A titre d'exemple, voici une des œuvres philosophiques les plus importantes du début du XXème siècle, les
Principa Mathematica de Russell et Whitehead qui a fondé la Logique moderne, à partir de laquelle fonctionne l'informatique notamment.
Ou encore, un extrait de la
Critique de la Raison Pure de Kant
Mais dans le même temps, la philosophie, ça peut aussi être ça, un des exemples inévitables quand on veut exposer le côté "littéraire" de la philosophie,
Ainsi parlait Zarathoustra de Nietzsche :
Tout ça pour dire que, au fil du temps et des conceptions, la définition même de la philosophie est en question, et est même LA question. La philosophie est une pratique, et poser une thèse philosophique, c'est justement engager une certaine conception de ce que doit être la philosophie. Le premier geste philosophique d'un auteur, c'est de se placer dans un certain rapport à ce que doit être ou doit réaliser la philosophie. Enfin bon, tout ça, c'est bien beau, mais comment ça se traduit me diriez-vous ?
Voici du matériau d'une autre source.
impl ChatEngine {
    pub fn new(context: &HubContext) -> Self {
        Self {
            context: context.clone(),
            pending_offers: Default::default(),
        }
    }

    /// Reloads unresolved offers from the store after a restart
    pub async fn restore(&self) -> Result<(), StorageError> {
        let pending = self.context.storage.pending_offers().await?;

        let mut table = self.pending_offers.lock();
        for offer in pending {
            table.insert(offer.id.clone(), offer);
        }

        Ok(())
    }

    /// Creates a message in the conversation between sender and recipient,
    /// persists it, then mirrors it to the conversation's live room and
    /// notifies the recipient if they are offline.
    pub async fn send_message(
        &self,
        sender_id: &UserId,
        recipient_id: &UserId,
        body: String,
    ) -> Result<MessageData, ChatError> {
        let conversation = self.conversation_with(sender_id, recipient_id).await?;

        let message = MessageData {
            id: random_string(16),
            conversation_id: conversation.id.clone(),
            sender_id: sender_id.clone(),
            body: MessageBody::Text(body),
            state: MessageState::Sent,
            created_at: Utc::now(),
        };

        self.persist_message(&message).await?;

        self.context.rooms.try_broadcast(
            &RoomId::chat(&conversation.id),
            HubEvent::MessageSent {
                message: message.clone(),
            },
            None,
        );

        self.notify_offline(
            recipient_id,
            NotificationKind::NewMessage,
            serde_json::json!({
                "conversation_id": conversation.id,
                "message_id": message.id,
                "sender_id": sender_id,
            }),
        )
        .await;

        Ok(message)
    }

    /// Marks a message as delivered. Forward-only: a no-op on messages that
    /// are already delivered, read, or recalled.
    pub async fn mark_delivered(&self, message_id: &str) -> Result<(), ChatError> {
        self.advance_message(message_id, MessageState::Delivered)
            .await
    }

    /// Marks messages as read. Read implies delivered.
    pub async fn mark_read(&self, message_ids: &[String]) -> Result<(), ChatError> {
        for message_id in message_ids {
            self.advance_message(message_id, MessageState::Read).await?;
        }

        Ok(())
    }

    /// Recalls a message, so peers remove its content. Only the sender may
    /// recall, and only within the configured window after sending.
    pub async fn recall(&self, message_id: &str, by_user_id: &UserId) -> Result<(), ChatError> {
        self.recall_at(message_id, by_user_id, Utc::now()).await
    }

    async fn recall_at(
        &self,
        message_id: &str,
        by_user_id: &UserId,
        now: DateTime<Utc>,
    ) -> Result<(), ChatError> {
        let mut message = self
            .context
            .storage
            .message_by_id(message_id)
            .await
            .map_err(ChatError::Store)?;

        if message.sender_id != *by_user_id {
            return Err(ChatError::Forbidden);
        }

        if message.state.is_recalled() {
            return Ok(());
        }

        if now - message.created_at > self.context.config.recall_window() {
            return Err(ChatError::WindowExpired);
        }

        message.state = MessageState::Recalled;
        self.persist_message(&message).await?;

        self.context.rooms.try_broadcast(
            &RoomId::chat(&message.conversation_id),
            HubEvent::MessageRecalled {
                message_id: message.id.clone(),
            },
            None,
        );

        Ok(())
    }

    /// Offers a file (already uploaded to the blob store by the transport
    /// layer) to the recipient. The offer expires on its own if it is not
    /// resolved within the configured timeout.
    pub async fn offer_file(
        &self,
        sender_id: &UserId,
        recipient_id: &UserId,
        blob_ref: String,
        file_name: String,
    ) -> Result<FileOfferData, ChatError> {
        let conversation = self.conversation_with(sender_id, recipient_id).await?;

        let offer = FileOfferData {
            id: random_string(16),
            conversation_id: conversation.id.clone(),
            sender_id: sender_id.clone(),
            recipient_id: recipient_id.clone(),
            blob_ref,
            file_name,
            state: OfferState::Offered,
            created_at: Utc::now(),
        };

        self.persist_offer(&offer).await?;

        self.pending_offers
            .lock()
            .insert(offer.id.clone(), offer.clone());

        self.context.rooms.try_broadcast(
            &RoomId::chat(&conversation.id),
            HubEvent::FileOffered {
                offer_id: offer.id.clone(),
                sender_id: sender_id.clone(),
                recipient_id: recipient_id.clone(),
                file_name: offer.file_name.clone(),
            },
            None,
        );

        self.notify_offline(
            recipient_id,
            NotificationKind::FileOffer,
            serde_json::json!({
                "conversation_id": conversation.id,
                "offer_id": offer.id,
                "sender_id": sender_id,
                "file_name": offer.file_name,
            }),
        )
        .await;

        Ok(offer)
    }

    pub async fn accept_offer(&self, offer_id: &str) -> Result<FileOfferData, ChatError> {
        self.resolve_offer(offer_id, OfferState::Accepted).await
    }

    pub async fn reject_offer(&self, offer_id: &str) -> Result<FileOfferData, ChatError> {
        self.resolve_offer(offer_id, OfferState::Rejected).await
    }

    /// Expires offers whose timeout has elapsed. Driven by the recurring
    /// sweeper, not by request traffic.
    pub async fn sweep_expired_offers(&self, now: DateTime<Utc>) -> Vec<String> {
        let timeout = self.context.config.offer_timeout();

        let lapsed: Vec<_> = {
            let mut table = self.pending_offers.lock();
            let ids: Vec<_> = table
                .values()
                .filter(|o| now - o.created_at > timeout)
                .map(|o| o.id.clone())
                .collect();

            ids.into_iter()
                .filter_map(|id| table.remove(&id))
                .collect()
        };

        let mut expired = Vec::new();

        for mut offer in lapsed {
            offer.state = OfferState::Expired;

            if let Err(e) = self.persist_offer(&offer).await {
                warn!("Expiring offer {} failed, will retry: {}", offer.id, e);

                offer.state = OfferState::Offered;
                self.pending_offers
                    .lock()
                    .insert(offer.id.clone(), offer);

                continue;
            }

            self.finish_offer(&offer).await;
            expired.push(offer.id);
        }

        expired
    }

    /// Takes the offer out of the pending table and moves it to a terminal
    /// state. The removal is what guarantees exactly-once resolution.
    async fn resolve_offer(
        &self,
        offer_id: &str,
        new_state: OfferState,
    ) -> Result<FileOfferData, ChatError> {
        let pending = self.pending_offers.lock().remove(offer_id);

        let mut offer = match pending {
            Some(offer) => offer,
            None => {
                // Unknown to the live table: either it never existed, or it
                // was already resolved (possibly by the expiry sweep)
                return match self.context.storage.offer_by_id(offer_id).await {
                    Ok(_) => Err(ChatError::AlreadyResolved),
                    Err(e) => Err(ChatError::Store(e)),
                };
            }
        };

        offer.state = new_state;

        if let Err(e) = self.persist_offer(&offer).await {
            // The durable write did not resolve, so the broadcast must not
            // happen either. Put the offer back so it stays resolvable.
            offer.state = OfferState::Offered;
            self.pending_offers
                .lock()
                .insert(offer.id.clone(), offer);

            return Err(e);
        }

        self.finish_offer(&offer).await;

        Ok(offer)
    }

    /// Broadcasts the terminal state and discards the blob for offers that
    /// will never be downloaded
    async fn finish_offer(&self, offer: &FileOfferData) {
        self.context.rooms.try_broadcast(
            &RoomId::chat(&offer.conversation_id),
            HubEvent::OfferResolved {
                offer_id: offer.id.clone(),
                new_state: offer.state,
            },
            None,
        );

        if matches!(offer.state, OfferState::Rejected | OfferState::Expired) {
            if let Err(e) = self.context.blobs.delete(&offer.blob_ref).await {
                warn!("Discarding blob {} failed: {}", offer.blob_ref, e);
            }
        }
    }

    /// Moves a message forward in the delivery progression. Backwards and
    /// repeated transitions are no-ops; recalled messages never change again.
    async fn advance_message(
        &self,
        message_id: &str,
        new_state: MessageState,
    ) -> Result<(), ChatError> {
        let mut message = self
            .context
            .storage
            .message_by_id(message_id)
            .await
            .map_err(ChatError::Store)?;

        if message.state.is_recalled() || message.state.rank() >= new_state.rank() {
            return Ok(());
        }

        message.state = new_state;
        self.persist_message(&message).await?;

        self.context.rooms.try_broadcast(
            &RoomId::chat(&message.conversation_id),
            HubEvent::MessageStateChanged {
                message_id: message.id.clone(),
                new_state,
            },
            None,
        );

        Ok(())
    }

    /// Looks up the recipient (identities are never created here) and the
    /// conversation between the two users
    async fn conversation_with(
        &self,
        sender_id: &UserId,
        recipient_id: &UserId,
    ) -> Result<ConversationData, ChatError> {
        self.context
            .storage
            .user_by_id(recipient_id)
            .await
            .map_err(ChatError::Store)?;

        self.context
            .storage
            .conversation_between(sender_id, recipient_id)
            .await
            .map_err(ChatError::Store)
    }

    async fn persist_message(&self, message: &MessageData) -> Result<(), ChatError> {
        let attempts = self.context.config.store_retry_attempts.max(1);
        let mut last_error = None;

        for attempt in 1..=attempts {
            match self.context.storage.upsert_message(message.clone()).await {
                Ok(()) => return Ok(()),
                Err(e) => {
                    warn!(
                        "Storing message {} failed (attempt {}/{}): {}",
                        message.id, attempt, attempts, e
                    );
                    last_error = Some(e);
                }
            }
        }

        Err(ChatError::Store(last_error.expect("at least one attempt")))
    }

    async fn persist_offer(&self, offer: &FileOfferData) -> Result<(), ChatError> {
        let attempts = self.context.config.store_retry_attempts.max(1);
        let mut last_error = None;

        for attempt in 1..=attempts {
            match self.context.storage.upsert_offer(offer.clone()).await {
                Ok(()) => return Ok(()),
                Err(e) => {
                    warn!(
                        "Storing offer {} failed (attempt {}/{}): {}",
                        offer.id, attempt, attempts, e
                    );
                    last_error = Some(e);
                }
            }
        }

        Err(ChatError::Store(last_error.expect("at least one attempt")))
    }

    /// Appends a notification record for users with no live session
    async fn notify_offline(
        &self,
        user_id: &UserId,
        kind: NotificationKind,
        payload: serde_json::Value,
    ) {
        if self.context.presence.is_online(user_id) {
            return;
        }

        let notification = NotificationData {
            id: random_string(16),
            user_id: user_id.clone(),
            kind,
            payload,
            read: false,
            created_at: Utc::now(),
        };

        // Fire-and-forget: a lost notification is not worth failing the send
        if let Err(e) = self.context.storage.append_notification(notification).await {
            warn!("Appending notification for {} failed: {}", user_id, e);
        }
    }
}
Dans l'Antiquité, philosopher, c'est le mode de base du savoir en général, les philosophes dits "présocratiques", c'est-à-dire antérieurs à Socrate et Platon, s'interrogent sur les phénomènes naturels, sur l'origine du monde, pas au sens mythique, mais en tentant de la rapporter à des réalités physiques comme l'eau ou le feu... Parmi ces premiers philosophes, on compte, par exemple Thalès ou Pythagore, Thalès est même très souvent considéré comme le premier philosophe, même si on sait au final peu de choses sur lui. Dans cette perspective, philosopher c'est chercher à connaître de façon autonome, par le biais de la raison. Cette recherche ne concerne pas que le savoir "théorique", mais également le savoir "pratique" : le bonheur, l'éthique, la politique... Il faut savoir que pour les Grecs, il n'y a strictement aucune différence entre la théorie et la pratique, être un philosophe pour eux, ce n'est pas déployer un discours savant sur le monde, c'est vivre selon un certain mode de vie tourné vers l'intellect, la compréhension du monde, l'action juste, la recherche de la vérité. C'est une pratique et un savoir qui englobe tous les aspects de la vie, et philosopher est une décision qui engage tout l'être d'un individu.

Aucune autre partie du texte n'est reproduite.